(Stored dataset items)

★ ★ ★ ★

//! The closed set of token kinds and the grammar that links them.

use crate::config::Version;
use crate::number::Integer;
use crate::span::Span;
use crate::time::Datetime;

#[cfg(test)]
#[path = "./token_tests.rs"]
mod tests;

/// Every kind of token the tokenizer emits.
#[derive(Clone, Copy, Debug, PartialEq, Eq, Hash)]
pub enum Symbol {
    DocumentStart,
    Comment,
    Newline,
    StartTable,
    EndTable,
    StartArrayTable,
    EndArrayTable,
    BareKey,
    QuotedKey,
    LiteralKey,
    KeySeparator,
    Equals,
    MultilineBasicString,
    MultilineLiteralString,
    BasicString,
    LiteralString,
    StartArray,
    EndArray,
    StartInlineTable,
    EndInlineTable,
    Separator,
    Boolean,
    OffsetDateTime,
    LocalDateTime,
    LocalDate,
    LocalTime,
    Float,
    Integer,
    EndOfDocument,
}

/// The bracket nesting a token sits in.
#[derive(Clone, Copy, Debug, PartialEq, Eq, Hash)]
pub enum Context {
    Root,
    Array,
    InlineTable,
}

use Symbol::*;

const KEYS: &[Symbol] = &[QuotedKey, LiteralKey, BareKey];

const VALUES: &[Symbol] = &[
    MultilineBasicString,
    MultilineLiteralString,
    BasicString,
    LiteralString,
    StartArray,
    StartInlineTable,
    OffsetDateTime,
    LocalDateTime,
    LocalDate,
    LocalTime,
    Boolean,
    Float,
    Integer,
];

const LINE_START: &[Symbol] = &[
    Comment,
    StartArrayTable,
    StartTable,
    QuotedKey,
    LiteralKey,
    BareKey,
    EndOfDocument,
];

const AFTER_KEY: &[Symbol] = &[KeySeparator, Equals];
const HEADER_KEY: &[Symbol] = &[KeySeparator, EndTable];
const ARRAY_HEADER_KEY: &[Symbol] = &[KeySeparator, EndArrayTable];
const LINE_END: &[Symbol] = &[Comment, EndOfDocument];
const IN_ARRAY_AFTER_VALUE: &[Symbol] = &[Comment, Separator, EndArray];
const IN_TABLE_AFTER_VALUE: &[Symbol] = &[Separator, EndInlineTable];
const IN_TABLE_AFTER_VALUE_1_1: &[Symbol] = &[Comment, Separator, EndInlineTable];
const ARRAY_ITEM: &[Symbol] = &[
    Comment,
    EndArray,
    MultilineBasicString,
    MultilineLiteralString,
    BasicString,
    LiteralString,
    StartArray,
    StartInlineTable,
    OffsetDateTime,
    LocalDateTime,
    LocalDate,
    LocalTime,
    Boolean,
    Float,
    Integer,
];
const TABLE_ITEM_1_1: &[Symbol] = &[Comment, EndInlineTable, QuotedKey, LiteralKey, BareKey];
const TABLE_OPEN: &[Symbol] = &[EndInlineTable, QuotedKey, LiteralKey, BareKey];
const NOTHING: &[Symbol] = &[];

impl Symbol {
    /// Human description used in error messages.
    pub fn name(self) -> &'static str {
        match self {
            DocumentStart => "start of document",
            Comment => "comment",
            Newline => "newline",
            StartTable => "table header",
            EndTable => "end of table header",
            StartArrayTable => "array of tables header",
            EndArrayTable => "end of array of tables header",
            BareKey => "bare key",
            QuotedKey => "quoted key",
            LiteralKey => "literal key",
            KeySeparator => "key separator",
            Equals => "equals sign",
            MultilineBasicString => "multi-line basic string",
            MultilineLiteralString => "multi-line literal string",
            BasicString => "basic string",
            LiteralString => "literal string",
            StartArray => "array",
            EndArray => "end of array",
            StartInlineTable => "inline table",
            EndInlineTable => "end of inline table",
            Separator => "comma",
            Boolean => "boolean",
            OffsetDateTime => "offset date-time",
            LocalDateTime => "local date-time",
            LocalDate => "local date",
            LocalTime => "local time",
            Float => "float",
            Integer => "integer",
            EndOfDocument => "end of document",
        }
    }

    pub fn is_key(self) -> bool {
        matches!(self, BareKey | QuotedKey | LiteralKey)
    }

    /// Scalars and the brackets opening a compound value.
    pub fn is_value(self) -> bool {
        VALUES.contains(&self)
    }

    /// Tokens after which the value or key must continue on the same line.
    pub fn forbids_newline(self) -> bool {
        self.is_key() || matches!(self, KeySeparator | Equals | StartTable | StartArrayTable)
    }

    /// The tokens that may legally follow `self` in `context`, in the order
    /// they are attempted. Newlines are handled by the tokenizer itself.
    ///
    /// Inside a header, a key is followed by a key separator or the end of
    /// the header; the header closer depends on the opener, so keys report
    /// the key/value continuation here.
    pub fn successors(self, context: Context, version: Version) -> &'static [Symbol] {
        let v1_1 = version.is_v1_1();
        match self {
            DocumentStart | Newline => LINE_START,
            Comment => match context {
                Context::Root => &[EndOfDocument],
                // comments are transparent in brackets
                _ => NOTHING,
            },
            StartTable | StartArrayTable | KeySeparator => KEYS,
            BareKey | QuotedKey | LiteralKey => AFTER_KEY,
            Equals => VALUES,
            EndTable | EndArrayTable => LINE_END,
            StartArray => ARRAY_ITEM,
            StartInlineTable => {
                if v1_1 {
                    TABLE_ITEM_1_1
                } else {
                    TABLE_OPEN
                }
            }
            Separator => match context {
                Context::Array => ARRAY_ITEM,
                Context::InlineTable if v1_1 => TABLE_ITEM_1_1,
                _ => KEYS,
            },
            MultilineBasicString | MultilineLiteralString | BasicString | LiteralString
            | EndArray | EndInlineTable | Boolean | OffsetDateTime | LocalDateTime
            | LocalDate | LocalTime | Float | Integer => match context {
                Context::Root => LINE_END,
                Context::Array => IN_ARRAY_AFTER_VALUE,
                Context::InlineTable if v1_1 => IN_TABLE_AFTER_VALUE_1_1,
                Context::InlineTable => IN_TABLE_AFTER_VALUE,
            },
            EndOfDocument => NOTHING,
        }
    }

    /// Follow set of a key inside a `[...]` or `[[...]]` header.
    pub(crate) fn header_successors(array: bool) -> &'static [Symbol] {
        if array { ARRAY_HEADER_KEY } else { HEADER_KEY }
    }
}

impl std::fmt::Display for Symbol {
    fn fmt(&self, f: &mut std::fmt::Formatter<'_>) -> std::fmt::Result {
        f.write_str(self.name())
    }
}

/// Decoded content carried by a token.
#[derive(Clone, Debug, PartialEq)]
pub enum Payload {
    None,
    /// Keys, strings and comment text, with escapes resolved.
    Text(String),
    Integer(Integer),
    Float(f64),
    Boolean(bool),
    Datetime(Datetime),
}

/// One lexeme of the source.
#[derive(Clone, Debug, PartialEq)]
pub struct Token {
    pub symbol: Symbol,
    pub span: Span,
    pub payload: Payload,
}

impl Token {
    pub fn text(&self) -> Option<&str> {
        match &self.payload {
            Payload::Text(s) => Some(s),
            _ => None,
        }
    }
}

★ ★ ★ ★

Exercise prompt: The records above should be reproduced in full, exactly as they read.

Your response:
//! The closed set of token kinds and the grammar that links them.

use crate::config::Version;
use crate::number::Integer;
use crate::span::Span;
use crate::time::Datetime;

#[cfg(test)]
#[path = "./token_tests.rs"]
mod tests;

/// Every kind of token the tokenizer emits.
#[derive(Clone, Copy, Debug, PartialEq, Eq, Hash)]
pub enum Symbol {
    DocumentStart,
    Comment,
    Newline,
    StartTable,
    EndTable,
    StartArrayTable,
    EndArrayTable,
    BareKey,
    QuotedKey,
    LiteralKey,
    KeySeparator,
    Equals,
    MultilineBasicString,
    MultilineLiteralString,
    BasicString,
    LiteralString,
    StartArray,
    EndArray,
    StartInlineTable,
    EndInlineTable,
    Separator,
    Boolean,
    OffsetDateTime,
    LocalDateTime,
    LocalDate,
    LocalTime,
    Float,
    Integer,
    EndOfDocument,
}

/// The bracket nesting a token sits in.
#[derive(Clone, Copy, Debug, PartialEq, Eq, Hash)]
pub enum Context {
    Root,
    Array,
    InlineTable,
}

use Symbol::*;

const KEYS: &[Symbol] = &[QuotedKey, LiteralKey, BareKey];

const VALUES: &[Symbol] = &[
    MultilineBasicString,
    MultilineLiteralString,
    BasicString,
    LiteralString,
    StartArray,
    StartInlineTable,
    OffsetDateTime,
    LocalDateTime,
    LocalDate,
    LocalTime,
    Boolean,
    Float,
    Integer,
];

const LINE_START: &[Symbol] = &[
    Comment,
    StartArrayTable,
    StartTable,
    QuotedKey,
    LiteralKey,
    BareKey,
    EndOfDocument,
];

const AFTER_KEY: &[Symbol] = &[KeySeparator, Equals];
const HEADER_KEY: &[Symbol] = &[KeySeparator, EndTable];
const ARRAY_HEADER_KEY: &[Symbol] = &[KeySeparator, EndArrayTable];
const LINE_END: &[Symbol] = &[Comment, EndOfDocument];
const IN_ARRAY_AFTER_VALUE: &[Symbol] = &[Comment, Separator, EndArray];
const IN_TABLE_AFTER_VALUE: &[Symbol] = &[Separator, EndInlineTable];
const IN_TABLE_AFTER_VALUE_1_1: &[Symbol] = &[Comment, Separator, EndInlineTable];
const ARRAY_ITEM: &[Symbol] = &[
    Comment,
    EndArray,
    MultilineBasicString,
    MultilineLiteralString,
    BasicString,
    LiteralString,
    StartArray,
    StartInlineTable,
    OffsetDateTime,
    LocalDateTime,
    LocalDate,
    LocalTime,
    Boolean,
    Float,
    Integer,
];
const TABLE_ITEM_1_1: &[Symbol] = &[Comment, EndInlineTable, QuotedKey, LiteralKey, BareKey];
const TABLE_OPEN: &[Symbol] = &[EndInlineTable, QuotedKey, LiteralKey, BareKey];
const NOTHING: &[Symbol] = &[];

impl Symbol {
    /// Human description used in error messages.
    pub fn name(self) -> &'static str {
        match self {
            DocumentStart => "start of document",
            Comment => "comment",
            Newline => "newline",
            StartTable => "table header",
            EndTable => "end of table header",
            StartArrayTable => "array of tables header",
            EndArrayTable => "end of array of tables header",
            BareKey => "bare key",
            QuotedKey => "quoted key",
            LiteralKey => "literal key",
            KeySeparator => "key separator",
            Equals => "equals sign",
            MultilineBasicString => "multi-line basic string",
            MultilineLiteralString => "multi-line literal string",
            BasicString => "basic string",
            LiteralString => "literal string",
            StartArray => "array",
            EndArray => "end of array",
            StartInlineTable => "inline table",
            EndInlineTable => "end of inline table",
            Separator => "comma",
            Boolean => "boolean",
            OffsetDateTime => "offset date-time",
            LocalDateTime => "local date-time",
            LocalDate => "local date",
            LocalTime => "local time",
            Float => "float",
            Integer => "integer",
            EndOfDocument => "end of document",
        }
    }

    pub fn is_key(self) -> bool {
        matches!(self, BareKey | QuotedKey | LiteralKey)
    }

    /// Scalars and the brackets opening a compound value.
    pub fn is_value(self) -> bool {
        VALUES.contains(&self)
    }

    /// Tokens after which the value or key must continue on the same line.
    pub fn forbids_newline(self) -> bool {
        self.is_key() || matches!(self, KeySeparator | Equals | StartTable | StartArrayTable)
    }

    /// The tokens that may legally follow `self` in `context`, in the order
    /// they are attempted. Newlines are handled by the tokenizer itself.
    ///
    /// Inside a header, a key is followed by a key separator or the end of
    /// the header; the header closer depends on the opener, so keys report
    /// the key/value continuation here.
    pub fn successors(self, context: Context, version: Version) -> &'static [Symbol] {
        let v1_1 = version.is_v1_1();
        match self {
            DocumentStart | Newline => LINE_START,
            Comment => match context {
                Context::Root => &[EndOfDocument],
                // comments are transparent in brackets
                _ => NOTHING,
            },
            StartTable | StartArrayTable | KeySeparator => KEYS,
            BareKey | QuotedKey | LiteralKey => AFTER_KEY,
            Equals => VALUES,
            EndTable | EndArrayTable => LINE_END,
            StartArray => ARRAY_ITEM,
            StartInlineTable => {
                if v1_1 {
                    TABLE_ITEM_1_1
                } else {
                    TABLE_OPEN
                }
            }
            Separator => match context {
                Context::Array => ARRAY_ITEM,
                Context::InlineTable if v1_1 => TABLE_ITEM_1_1,
                _ => KEYS,
            },
            MultilineBasicString | MultilineLiteralString | BasicString | LiteralString
            | EndArray | EndInlineTable | Boolean | OffsetDateTime | LocalDateTime
            | LocalDate | LocalTime | Float | Integer => match context {
                Context::Root => LINE_END,
                Context::Array => IN_ARRAY_AFTER_VALUE,
                Context::InlineTable if v1_1 => IN_TABLE_AFTER_VALUE_1_1,
                Context::InlineTable => IN_TABLE_AFTER_VALUE,
            },
            EndOfDocument => NOTHING,
        }
    }

    /// Follow set of a key inside a `[...]` or `[[...]]` header.
    pub(crate) fn header_successors(array: bool) -> &'static [Symbol] {
        if array { ARRAY_HEADER_KEY } else { HEADER_KEY }
    }
}

impl std::fmt::Display for Symbol {
    fn fmt(&self, f: &mut std::fmt::Formatter<'_>) -> std::fmt::Result {
        f.write_str(self.name())
    }
}

/// Decoded content carried by a token.
#[derive(Clone, Debug, PartialEq)]
pub enum Payload {
    None,
    /// Keys, strings and comment text, with escapes resolved.
    Text(String),
    Integer(Integer),
    Float(f64),
    Boolean(bool),
    Datetime(Datetime),
}

/// One lexeme of the source.
#[derive(Clone, Debug, PartialEq)]
pub struct Token {
    pub symbol: Symbol,
    pub span: Span,
    pub payload: Payload,
}

impl Token {
    pub fn text(&self) -> Option<&str> {
        match &self.payload {
            Payload::Text(s) => Some(s),
            _ => None,
        }
    }
}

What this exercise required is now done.